Older breast cancer survivors shared care study

Mammography rates better with shared care

If follow-up mammography is an indicator of quality breast cancer care, then older survivors who receive shared care--provided by both a primary care physician and a cancer specialist--are better cared for than those who don't.

A study at the Medical College of Wisconsin Center for Patient Care and Outcomes Research in Milwaukee revealed that about two-thirds of elderly breast cancer survivors underwent shared care in the first three years after treatment, and that they had higher mammography rates in all three years (84, 81, and 78.6 percent, respectively) than survivors who saw only a specialist or generalist (not both). Mammography rates for the later group were only 76.3, 70.05 and 66 percent, respectively, for the three years of the study.

The team looked at National Cancer Institute Surveillance, Epidemiology, and End-Result (SEER) data, linked to U.S. Census and Medicare data to evaluate 3,828 older women diagnosed with either in situ, stage I or Stage II breast cancer in 1995. The routine follow-up care these women received was assessed for three years after their cancer was treated.

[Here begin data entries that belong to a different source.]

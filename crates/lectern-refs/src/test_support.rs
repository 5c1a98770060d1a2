//! Shared fixtures for unit tests.

use std::sync::Arc;

use lectern_index::IndexRegistry;
use lectern_types::WorkIndex;

use crate::parser::RefParser;

pub(crate) fn library() -> Arc<IndexRegistry> {
    let reg = IndexRegistry::new();
    let works = [
        WorkIndex::new("Genesis", &["Chapter", "Verse"], &["Tanach", "Torah"])
            .with_length(50)
            .with_variants(&["Gen", "Bereishit"])
            .with_hebrew("בראשית", &[]),
        WorkIndex::new("Job", &["Chapter", "Verse"], &["Tanach", "Writings"])
            .with_length(42)
            .with_hebrew("איוב", &[]),
        WorkIndex::new("Shabbat", &["Daf", "Line"], &["Talmud", "Bavli", "Seder Moed"])
            .with_length(157)
            .with_hebrew("שבת", &[]),
        WorkIndex::new("Mishnah Shabbat", &["Chapter", "Mishnah"], &["Mishnah", "Seder Moed"])
            .with_length(24)
            .with_hebrew("משנה שבת", &[]),
        WorkIndex::new("Rashi", &["Chapter", "Verse", "Comment"], &["Commentary"])
            .with_hebrew("רש\"י", &[]),
        WorkIndex::new("Mishneh Torah", &["Book", "Chapter", "Law"], &["Halakhah"])
            .with_alias("Hilchot Shabbat", "Mishneh Torah 3"),
        WorkIndex::new("Psalms", &["Chapter", "Verse"], &["Tanach", "Writings"]).with_length(150),
    ];
    for w in works {
        reg.save(w, None).unwrap();
    }
    Arc::new(reg)
}

pub(crate) fn parser() -> RefParser {
    RefParser::new(library())
}
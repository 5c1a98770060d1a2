use serde::{Deserialize, Serialize};

use lectern_types::{Alias, WorkIndex};

/// A partial index record. Present fields replace the stored ones.
#[derive(Clone, Debug, Default, PartialEq, Eq, Serialize, Deserialize)]
#[serde(rename_all = "camelCase")]
pub struct IndexPatch {
    #[serde(default, skip_serializing_if = "Option::is_none")]
    pub he_title: Option<String>,
    #[serde(default, skip_serializing_if = "Option::is_none")]
    pub title_variants: Option<Vec<String>>,
    #[serde(default, skip_serializing_if = "Option::is_none")]
    pub he_title_variants: Option<Vec<String>>,
    #[serde(default, skip_serializing_if = "Option::is_none")]
    pub section_names: Option<Vec<String>>,
    #[serde(default, skip_serializing_if = "Option::is_none")]
    pub categories: Option<Vec<String>>,
    #[serde(default, skip_serializing_if = "Option::is_none")]
    pub length: Option<u32>,
    #[serde(default, rename = "maps", skip_serializing_if = "Option::is_none")]
    pub aliases: Option<Vec<Alias>>,
}

impl IndexPatch {
    pub fn apply(self, mut index: WorkIndex) -> WorkIndex {
        if let Some(v) = self.he_title {
            index.he_title = Some(v);
        }
        if let Some(v) = self.title_variants {
            index.title_variants = v;
        }
        if let Some(v) = self.he_title_variants {
            index.he_title_variants = v;
        }
        if let Some(v) = self.section_names {
            index.section_names = v;
        }
        if let Some(v) = self.categories {
            index.categories = v;
        }
        if let Some(v) = self.length {
            index.length = Some(v);
        }
        if let Some(v) = self.aliases {
            index.aliases = v;
        }
        index
    }
}

#[cfg(test)]
mod tests {
    use super::*;

    #[test]
    fn only_present_fields_change() {
        let base = WorkIndex::new("Genesis", &["Chapter", "Verse"], &["Tanach", "Torah"]);
        let patch: IndexPatch = serde_json::from_str(r#"{"length": 50}"#).unwrap();
        let patched = patch.apply(base.clone());
        assert_eq!(patched.length, Some(50));
        assert_eq!(patched.section_names, base.section_names);
        assert_eq!(patched.categories, base.categories);
    }
}
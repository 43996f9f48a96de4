use serde::{Deserialize, Serialize};
use std::fmt;

/// An hour-long scheduling cell identified by `"<Day>_<Hour>"`, e.g. `Mon_09`.
///
/// The string is opaque to most of the system; the scheduler and validator
/// parse it to reason about same-day adjacency and day-of-week spread.
#[derive(Debug, Clone, PartialEq, Eq, PartialOrd, Ord, Hash, Serialize, Deserialize)]
#[serde(transparent)]
pub struct TimeSlot(pub String);

/// Monday-first day ordering used for adjacency and day-spread scoring.
pub const DAY_ORDER: [&str; 5] = ["Mon", "Tue", "Wed", "Thu", "Fri"];

impl TimeSlot {
    pub fn as_str(&self) -> &str {
        &self.0
    }

    /// The `<Day>` component, e.g. `"Mon"`.
    pub fn day(&self) -> &str {
        self.0.split('_').next().unwrap_or(&self.0)
    }

    /// The `<Hour>` component parsed as an integer, if well-formed.
    pub fn hour(&self) -> Option<u32> {
        self.0.split('_').nth(1)?.parse().ok()
    }

    /// Index of `day()` in [`DAY_ORDER`] (Mon=0 .. Fri=4), if recognised.
    pub fn day_index(&self) -> Option<usize> {
        DAY_ORDER.iter().position(|d| *d == self.day())
    }

    /// True iff the slot is adjacent (same day, hour differing by 1) to `other`.
    pub fn is_adjacent_to(&self, other: &TimeSlot) -> bool {
        match (self.hour(), other.hour()) {
            (Some(h1), Some(h2)) => self.day() == other.day() && h1.abs_diff(h2) == 1,
            _ => false,
        }
    }

    /// Literal substring test for the source system's "late slot" heuristic:
    /// true if the raw slot id contains `"17"`, `"18"`, or `"19"` anywhere.
    /// Preserved intentionally; see Design Notes on late-slot detection.
    pub fn is_late_slot(&self) -> bool {
        self.0.contains("17") || self.0.contains("18") || self.0.contains("19")
    }
}

impl fmt::Display for TimeSlot {
    fn fmt(&self, f: &mut fmt::Formatter<'_>) -> fmt::Result {
        write!(f, "{}", self.0)
    }
}

impl From<&str> for TimeSlot {
    fn from(value: &str) -> Self {
        Self(value.to_string())
    }
}
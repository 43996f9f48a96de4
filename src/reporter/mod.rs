mod json;
mod markdown;
mod text;

pub use json::*;
pub use markdown::*;
pub use text::*;

use crate::error::Result;
use crate::types::GenerateResult;
use std::fs;
use std::path::Path;

/// Output format for reports.
#[derive(Debug, Clone, Copy, PartialEq, Eq)]
pub enum OutputFormat {
    Json,
    Markdown,
    Text,
}

/// Writes every requested report format to `output_dir` (§4.6), the Rust
/// analogue of the source's `save_json` plus the teacher's own
/// `generate_reports` fan-out.
pub fn generate_reports(result: &GenerateResult, output_dir: &Path, formats: &[OutputFormat]) -> Result<()> {
    fs::create_dir_all(output_dir)?;

    for format in formats {
        match format {
            OutputFormat::Json => {
                let json = generate_json_report(result)?;
                fs::write(output_dir.join("schedule.json"), json)?;
            }
            OutputFormat::Markdown => {
                let md = generate_markdown_report(result);
                fs::write(output_dir.join("schedule.md"), md)?;
            }
            OutputFormat::Text => {
                let txt = generate_text_report(result);
                fs::write(output_dir.join("schedule.txt"), txt)?;
            }
        }
    }

    Ok(())
}
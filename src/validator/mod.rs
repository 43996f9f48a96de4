mod credits;
mod faculty;
mod groups;
mod rooms;
mod teaching_practice;

pub use credits::check_credits;
pub use faculty::check_faculty;
pub use groups::{check_groups, check_sessions};
pub use rooms::check_rooms;
pub use teaching_practice::check_teaching_practice;

use crate::types::{CourseCode, GroupId, MasterData, PlacementsBySlot};
use std::collections::{BTreeMap, BTreeSet};

/// Runs every check in §4.3's fixed order and returns a single ordered list
/// of human-readable violation strings. Pure function: never short-circuits,
/// never mutates its arguments.
pub fn check(placements: &PlacementsBySlot, master: &MasterData) -> Vec<String> {
    let mut violations = Vec::new();
    violations.extend(check_slots(placements, master));
    violations.extend(check_rooms(placements, master));
    violations.extend(check_faculty(placements, master));
    violations.extend(check_groups(placements, master));
    violations.extend(check_sessions(placements, master));
    violations.extend(check_credits(placements, master));
    violations.extend(check_teaching_practice(placements, master));
    violations
}

/// §4.3.1 — any slot key in the timetable not present in master slot set.
fn check_slots(placements: &PlacementsBySlot, master: &MasterData) -> Vec<String> {
    let master_slots: BTreeSet<_> = master.time_slots.iter().collect();
    placements
        .iter()
        .filter(|(slot, _)| !master_slots.contains(slot))
        .map(|(slot, _)| format!("Slot {} is not in master slots", slot))
        .collect()
}

/// `course_code -> group ids taking it`, shared by several checks.
pub(crate) fn groups_of_course(master: &MasterData) -> BTreeMap<&CourseCode, BTreeSet<&GroupId>> {
    let mut map: BTreeMap<&CourseCode, BTreeSet<&GroupId>> = BTreeMap::new();
    for course in &master.courses {
        map.entry(&course.course_code).or_default().extend(course.student_groups.iter());
    }
    map
}

/// `group_id -> student count`, used by the room-capacity check.
pub(crate) fn group_student_counts(master: &MasterData) -> BTreeMap<&GroupId, usize> {
    master.student_groups.iter().map(|g| (&g.group_id, g.students.len())).collect()
}

/// `course_code -> combined student count of every group taking it`.
pub(crate) fn course_group_totals<'a>(
    master: &'a MasterData,
    group_size: &BTreeMap<&'a GroupId, usize>,
) -> BTreeMap<&'a CourseCode, u32> {
    master
        .courses
        .iter()
        .map(|course| {
            let total: usize = course
                .student_groups
                .iter()
                .filter_map(|g| group_size.get(g))
                .sum();
            (&course.course_code, total as u32)
        })
        .collect()
}
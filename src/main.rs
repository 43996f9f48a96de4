use anyhow::{Context, Result};
use clap::{Parser, Subcommand};
use colored::Colorize;
use curriculum_scheduler::manager::generate_with_progress;
use curriculum_scheduler::parser::{load_config_or_default, load_master_data_from_dir, validate_master_data};
use curriculum_scheduler::reporter::{
    generate_faculty_schedule, generate_reports, generate_student_schedule, print_summary, OutputFormat,
};
use curriculum_scheduler::types::{FacultyId, GenerateResult, StudentId};
use curriculum_scheduler::validator;
use std::path::PathBuf;

#[derive(Parser)]
#[command(name = "curriculum-scheduler")]
#[command(about = "Constraint-based weekly timetable generator for choice-based curricula")]
#[command(version)]
struct Cli {
    #[command(subcommand)]
    command: Commands,
}

#[derive(Subcommand)]
enum Commands {
    /// Run the pipeline on the bundled sample data, creating it first if absent
    Demo,

    /// Generate a timetable from master data
    Generate {
        /// Directory containing the master-data JSON files
        #[arg(short, long)]
        data: PathBuf,

        /// Output directory for report files
        #[arg(short, long, default_value = "./output")]
        output: PathBuf,

        /// Output format(s): json, markdown, text, or all
        #[arg(short, long, default_value = "all")]
        format: String,

        /// Solver time budget in seconds; falls back to run_config.toml, then 10s
        #[arg(short, long)]
        time_limit: Option<u64>,

        /// Suppress progress output; print the JSON result to stdout instead
        #[arg(short, long)]
        quiet: bool,

        /// Path to an optional run_config.toml with default time_limit_seconds/quiet
        #[arg(long, default_value = "run_config.toml")]
        config: PathBuf,
    },

    /// Validate an existing result.json against master data
    Validate {
        /// Path to a previously generated result JSON file
        #[arg(short, long)]
        result: PathBuf,

        /// Directory containing the master-data JSON files
        #[arg(short, long)]
        data: PathBuf,
    },

    /// Render reports from an existing result.json
    Report {
        /// Path to a previously generated result JSON file
        #[arg(short, long)]
        result: PathBuf,

        /// Render the schedule for one student id
        #[arg(long)]
        student: Option<String>,

        /// Render the schedule for one faculty id
        #[arg(long)]
        faculty: Option<String>,
    },
}

fn main() -> Result<()> {
    let cli = Cli::parse();

    match cli.command {
        Commands::Demo => run_demo(),
        Commands::Generate { data, output, format, time_limit, quiet, config } => {
            run_generate(&data, &output, &format, time_limit, quiet, &config)
        }
        Commands::Validate { result, data } => run_validate(&result, &data),
        Commands::Report { result, student, faculty } => run_report(&result, student, faculty),
    }
}

fn run_demo() -> Result<()> {
    println!("{}", "Curriculum Scheduler Demo".bold().cyan());
    println!("{}", "─".repeat(40));

    let demo_path = PathBuf::from("demos/sample");
    let output_path = PathBuf::from("output");

    if !demo_path.join("time_slots.json").exists() {
        println!("{}", "Demo data not found. Creating sample data...".yellow());
        create_demo_data(&demo_path)?;
    }

    run_generate(&demo_path, &output_path, "all", None, false, &PathBuf::from("run_config.toml"))
}

fn run_generate(
    data: &PathBuf,
    output: &PathBuf,
    format: &str,
    time_limit: Option<u64>,
    quiet: bool,
    config_path: &PathBuf,
) -> Result<()> {
    let config = load_config_or_default(config_path);
    let time_limit = time_limit.unwrap_or(config.time_limit_seconds);
    let quiet = quiet || config.quiet;

    let master = load_master_data_from_dir(data).context("Failed to load master data")?;

    let shape = validate_master_data(&master);
    if !quiet {
        for warning in &shape.warnings {
            println!("{} {}", "Warning:".yellow(), warning);
        }
    }
    if !shape.is_valid() {
        for error in &shape.errors {
            println!("{} {}", "Error:".red(), error);
        }
        anyhow::bail!("Master data failed shape validation ({} errors)", shape.errors.len());
    }

    if !quiet {
        println!(
            "Loaded {} time slots, {} courses, {} faculty, {} rooms, {} groups",
            master.time_slots.len(),
            master.courses.len(),
            master.faculty.len(),
            master.rooms.len(),
            master.student_groups.len()
        );
        println!("\nGenerating timetable...\n");
    }

    let (result, error) = generate_with_progress(&master, time_limit, quiet);

    let result = match (result, error) {
        (Some(result), _) => result,
        (None, Some(message)) => anyhow::bail!(message),
        (None, None) => anyhow::bail!("generation returned neither a result nor an error"),
    };

    let formats = parse_formats(format);
    generate_reports(&result, output, &formats)?;

    if quiet {
        println!("{}", curriculum_scheduler::reporter::generate_json_report(&result)?);
    } else {
        print_summary(&result);
        println!("Reports written to: {}", output.display().to_string().green());
    }

    Ok(())
}

fn run_validate(result_path: &PathBuf, data: &PathBuf) -> Result<()> {
    let master = load_master_data_from_dir(data).context("Failed to load master data")?;
    let result = load_result(result_path)?;

    let violations = validator::check(&result.assignments, &master);

    if violations.is_empty() {
        println!("{}", "✓ Timetable is valid".green().bold());
    } else {
        println!("{}", "✗ Timetable has violations".red().bold());
        for violation in &violations {
            println!("  - {}", violation.red());
        }
    }

    Ok(())
}

fn run_report(result_path: &PathBuf, student: Option<String>, faculty: Option<String>) -> Result<()> {
    let result = load_result(result_path)?;

    if let Some(student_id) = student {
        let id = StudentId(student_id);
        match generate_student_schedule(&result, &id) {
            Some(report) => println!("{}", report),
            None => println!("Student not found"),
        }
    } else if let Some(faculty_id) = faculty {
        let id = FacultyId(faculty_id);
        match generate_faculty_schedule(&result, &id) {
            Some(report) => println!("{}", report),
            None => println!("Faculty not found"),
        }
    } else {
        print_summary(&result);
    }

    Ok(())
}

fn load_result(path: &PathBuf) -> Result<GenerateResult> {
    let content = std::fs::read_to_string(path).with_context(|| format!("reading {}", path.display()))?;
    Ok(serde_json::from_str(&content)?)
}

fn parse_formats(format: &str) -> Vec<OutputFormat> {
    if format == "all" {
        return vec![OutputFormat::Json, OutputFormat::Markdown, OutputFormat::Text];
    }

    format
        .split(',')
        .filter_map(|f| match f.trim().to_lowercase().as_str() {
            "json" => Some(OutputFormat::Json),
            "markdown" | "md" => Some(OutputFormat::Markdown),
            "text" | "txt" => Some(OutputFormat::Text),
            _ => None,
        })
        .collect()
}

fn create_demo_data(path: &PathBuf) -> Result<()> {
    std::fs::create_dir_all(path)?;

    let time_slots = serde_json::json!([
        "Mon_09", "Mon_10", "Mon_11", "Tue_09", "Tue_10", "Wed_09", "Wed_10", "Thu_09", "Fri_09"
    ]);
    std::fs::write(path.join("time_slots.json"), serde_json::to_string_pretty(&time_slots)?)?;

    let courses = serde_json::json!([
        {"course_code": "MATH101", "name": "Calculus I", "credit_hours": 3, "sessions_per_week": 2,
         "student_groups": ["G1"], "possible_faculty": ["F1"], "course_track": "major"},
        {"course_code": "BIO101", "name": "Biology Lab", "credit_hours": 4, "components": {"practicum": 2},
         "student_groups": ["G1"], "possible_faculty": ["F2"], "course_track": "minor"},
        {"course_code": "ART101", "name": "Art Appreciation", "credit_hours": 2, "sessions_per_week": 1,
         "student_groups": ["G2"], "possible_faculty": ["F1", "F2"], "course_track": "skill"}
    ]);
    std::fs::write(path.join("courses.json"), serde_json::to_string_pretty(&courses)?)?;

    let faculty = serde_json::json!([
        {"faculty_id": "F1", "expertise": ["MATH101", "ART101"],
         "available_slots": ["Mon_09", "Mon_10", "Tue_09", "Wed_09", "Fri_09"], "max_hours_per_week": 20},
        {"faculty_id": "F2", "expertise": ["BIO101", "ART101"],
         "available_slots": ["Mon_09", "Mon_10", "Mon_11", "Tue_10", "Wed_10"], "max_hours_per_week": 20}
    ]);
    std::fs::write(path.join("faculty.json"), serde_json::to_string_pretty(&faculty)?)?;

    let rooms = serde_json::json!([
        {"room_id": "R1", "type": "theory", "capacity": 30,
         "available_slots": ["Mon_09", "Mon_10", "Tue_09", "Tue_10", "Wed_09", "Wed_10", "Thu_09", "Fri_09"]},
        {"room_id": "LAB1", "type": "lab", "capacity": 20,
         "available_slots": ["Mon_09", "Mon_10", "Mon_11", "Tue_10"]}
    ]);
    std::fs::write(path.join("rooms.json"), serde_json::to_string_pretty(&rooms)?)?;

    let student_groups = serde_json::json!([
        {"group_id": "G1", "students": ["S1", "S2"], "course_choices": {"major": ["MATH101"], "minor": ["BIO101"]},
         "credit_requirements": {"min": 5, "major_min": 3, "minor_min": 2}},
        {"group_id": "G2", "students": ["S3"], "course_choices": ["ART101"]}
    ]);
    std::fs::write(path.join("student_groups.json"), serde_json::to_string_pretty(&student_groups)?)?;

    println!("{}", "Demo data created successfully!".green());
    Ok(())
}
use thiserror::Error;

/// Domain-specific errors for the scheduler
#[derive(Error, Debug)]
pub enum SchedulerError {
    // Input/parse errors
    #[error("Failed to read file '{path}': {source}")]
    FileRead {
        path: String,
        #[source]
        source: std::io::Error,
    },

    #[error("Failed to parse JSON in '{file}': {message}")]
    JsonParse { file: String, message: String },

    // Data validation errors
    #[error("Duplicate ID found: {id_type} '{id}'")]
    DuplicateId { id_type: String, id: String },

    #[error("{entity} '{id}' references unknown {target_type} '{target}'")]
    UnknownReference {
        entity: String,
        id: String,
        target_type: String,
        target: String,
    },

    // Solver errors
    #[error("ILP solver failed: {0}")]
    SolverFailed(String),

    #[error("No feasible student timetable found.")]
    Infeasible,
}

/// Use anyhow::Result at application boundaries
pub type Result<T> = anyhow::Result<T>;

Disturbingly, the researchers also found that under-use of mammography was most common among women at greatest risk of recurrence: those treated with breast-conserving surgery without radiation, and those with stage II disease. The study appears in the online March 15, issue of Breast Cancer Research and Treatment.

While there are no major studies comparing breast cancer survivors undergoing surveillance mammography with those who don't, screening mammography is thought to be critical for the early detection of either recurrent disease or of new, primary tumors.

"Previous studies have shown that over one-third of breast cancer survivors do not receive annual mammography after treatment, so we know that there are problems with the quality of follow-up care for survivors," says co-author Kenneth Schellhase, M.D., M.P.H., assistant professor of family & community medicine. "However the best approach for delivering such care remains unclear. We wondered whether the specialty of the physician made a difference, so we evaluated mammography use among survivors followed by primary care physicians, cancer specialists, or both. Our results are encouraging that primary care physicians and specialists who cooperate in the care of breast cancer survivors can deliver better quality care."

All women in the study were age 66 or older, and a majority was white and lived in urban areas The SEER Data covered five states and six metropolitan areas, representing 14 percent of the US population. Medicare claims data were used to measure each patient's health care utilization, such as office visits (a total of 123,595 for the 3,828 women) or mammograms. U.S. Census files were used to estimate socioeconomic characteristics for study subjects and the American Medical Association Master File to determine the specialties of the 4,084 physicians involved.

Medical College student Ann Etim was first author of the study. This research was funded by the National Cancer Institute. Biostatistician Rodney Sparapani, M.S., and Lady Riders Professor in Breast Cancer Research Ann B. Nattinger, M.D., MPH, professor of medicine, chief of general internal medicine, and director of the Center for Patient Care and Outcomes Research, were co-investigators.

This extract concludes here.